Compared with prior art, the invention has the advantages that: azepine mesoporous carbon has good affinity to biomolecule, biocompatibility, and in azepine mesoporous carbon, there is π-π * electronic switch, thus improve the ability that passes to of electronics.Cys is nontoxic, biological fitness is strong, have film forming ability.

Nano golden cluster mark horseradish peroxidase-streptavidin amplifies material as signal, because nano golden cluster core itself has the ability of catalysis and conduction electron, horseradish peroxidase-the streptavidin around wrapping up at it has catalytic action equally, therefore, nano golden cluster mark horseradish peroxidase-streptavidin has dual signal expansion effect, and then improves the sensitivity of sensor.

The present invention has taken into full account azepine mesoporous carbon, nm of gold, Cys, nano golden cluster mark horseradish peroxidase-streptavidin character separately, and utilize the composite membrane that their form, build highly sensitive, quick response, high measurement accuracy and compared with the biology sensor based on azepine mesoporous carbon of strong anti-interference, the described biology sensor based on azepine mesoporous carbon is for detection of MnP genetic fragment, easy and simple to handle, efficiently, testing cost is low, for monitoring and the control procedure of microbial degradation lignin provides a kind of effective biology tool.

Accompanying drawing explanation

Fig. 1 is the scanning electron microscope (SEM) photograph of azepine mesoporous carbon of the present invention.

Fig. 2 is the transmission electron microscope picture of azepine mesoporous carbon of the present invention.

Fig. 3 is the assembling of working electrode of the present invention and the hybridization reaction process flow diagram of DNA.

Fig. 4 is horseradish peroxidase enzyme catalytic reaction principle figure.

The curent change curve map that Fig. 5 obtains for detect the Mnp specific coding genetic fragment of variable concentrations with differential pulse voltammetry.

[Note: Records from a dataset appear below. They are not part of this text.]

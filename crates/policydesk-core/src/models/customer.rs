use serde::{Deserialize, Serialize};

#[derive(Debug, Clone, Serialize, Deserialize)]
#[cfg_attr(feature = "ts", derive(ts_rs::TS), ts(export))]
pub struct Customer {
    pub id: u64,
    /// National ID (TC) or tax number (VKN)
    pub tc_vkn: String,
    pub name: String,
    #[serde(default)]
    pub email: String,
    #[serde(default)]
    pub phone: String,
    #[serde(default)]
    pub address: String,
    #[serde(default)]
    pub city: String,
    #[serde(default)]
    pub district: String,
    #[serde(default)]
    pub postal_code: String,
    #[serde(default)]
    pub birth_date: String,
    #[serde(default)]
    pub gender: String,
    #[serde(default)]
    pub created_at: String,
    #[serde(default)]
    pub updated_at: String,
}

impl Customer {
    /// Tax numbers (VKN) are 10 digits, national IDs (TC) are 11
    pub fn is_corporate(&self) -> bool {
        self.tc_vkn.len() == 10
    }

    /// "District / City", skipping whichever is missing
    pub fn location_display(&self) -> String {
        match (self.district.is_empty(), self.city.is_empty()) {
            (false, false) => format!("{} / {}", self.district, self.city),
            (true, false) => self.city.clone(),
            (false, true) => self.district.clone(),
            (true, true) => String::new(),
        }
    }
}

#[derive(Debug, Clone, Default, Serialize, Deserialize)]
#[cfg_attr(feature = "ts", derive(ts_rs::TS), ts(export))]
pub struct CustomerRequest {
    pub tc_vkn: String,
    pub name: String,
    #[serde(skip_serializing_if = "Option::is_none")]
    pub email: Option<String>,
    #[serde(skip_serializing_if = "Option::is_none")]
    pub phone: Option<String>,
    #[serde(skip_serializing_if = "Option::is_none")]
    pub address: Option<String>,
    #[serde(skip_serializing_if = "Option::is_none")]
    pub city: Option<String>,
    #[serde(skip_serializing_if = "Option::is_none")]
    pub district: Option<String>,
    #[serde(skip_serializing_if = "Option::is_none")]
    pub postal_code: Option<String>,
    #[serde(skip_serializing_if = "Option::is_none")]
    pub birth_date: Option<String>,
    #[serde(skip_serializing_if = "Option::is_none")]
    pub gender: Option<String>,
}

#[cfg(test)]
mod tests {
    use super::*;

    #[test]
    fn test_parse_customer_with_missing_optionals() {
        let json = r#"{"id": 7, "tc_vkn": "12345678901", "name": "Ali Veli", "city": "Istanbul"}"#;
        let c: Customer = serde_json::from_str(json).unwrap();
        assert_eq!(c.id, 7);
        assert!(!c.is_corporate());
        assert_eq!(c.location_display(), "Istanbul");
        assert!(c.email.is_empty());
    }

    #[test]
    fn test_request_omits_unset_fields() {
        let req = CustomerRequest {
            tc_vkn: "1234567890".to_string(),
            name: "Acme Ltd".to_string(),
            city: Some("Ankara".to_string()),
            ..CustomerRequest::default()
        };
        let value = serde_json::to_value(&req).unwrap();
        assert_eq!(
            value,
            serde_json::json!({"tc_vkn": "1234567890", "name": "Acme Ltd", "city": "Ankara"})
        );
    }
}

Fig. 6 is the linear regression graph of Mnp specific coding genetic fragment content and curent change.

Embodiment

Embodiment 1

The preparation of the biology sensor based on azepine mesoporous carbon

Biology sensor based on azepine mesoporous carbon of the present invention, for three-electrode electro Chemical sensor, comprise working electrode, contrast electrode and to electrode, described contrast electrode is saturated calomel electrode, described is platinum electrode to electrode, described working electrode comprises glass-carbon electrode, the surface, test side of described glass-carbon electrode is connected with the capture probe of Cys, azepine mesoporous carbon, Au nanoparticles films and sulfydryl modification in turn, is also connected with the mercaptoethanol of sealing Au nanoparticles films residue binding site on described Au nanoparticles films.

The preparation method of described working electrode is,

One, the surface treatment of glass-carbon electrode: by glass-carbon electrode surface finish, then water rinses glass-carbon electrode surface, then carries out ultrasonic cleaning with nitric acid, acetone, water successively, finally rinses with damping fluid again, naturally dries.

Two, the preparation of Cys film: use electrochemical method, add Cys solution, at glass-carbon electrode surface deposition Cys film, the concentration of Cys solution is 1.0 * 10 ^-3mol/L, obtains Cys modified electrode.

Three, the preparation of modified electrode: by ready azepine mesoporous carbon suspending liquid (with N, dinethylformamide is as spreading agent) be added drop-wise on the surface, test side of Cys modified electrode, naturally dry, then use electrochemical method deposited gold nano particle, obtain modified electrode, naturally dry.

Four, the capture probe of sulfydryl modification is joined on described modified electrode, then add mercaptoethanol, clean, obtain described working electrode, the capture probe of described sulfydryl modification is: 5'-HS-(CH ₂) ₆-T ₁-3', T ₁base sequence (being SEQ ID NO.1) be 5'-CTGATGGTGTCGTGTTTCT-3'.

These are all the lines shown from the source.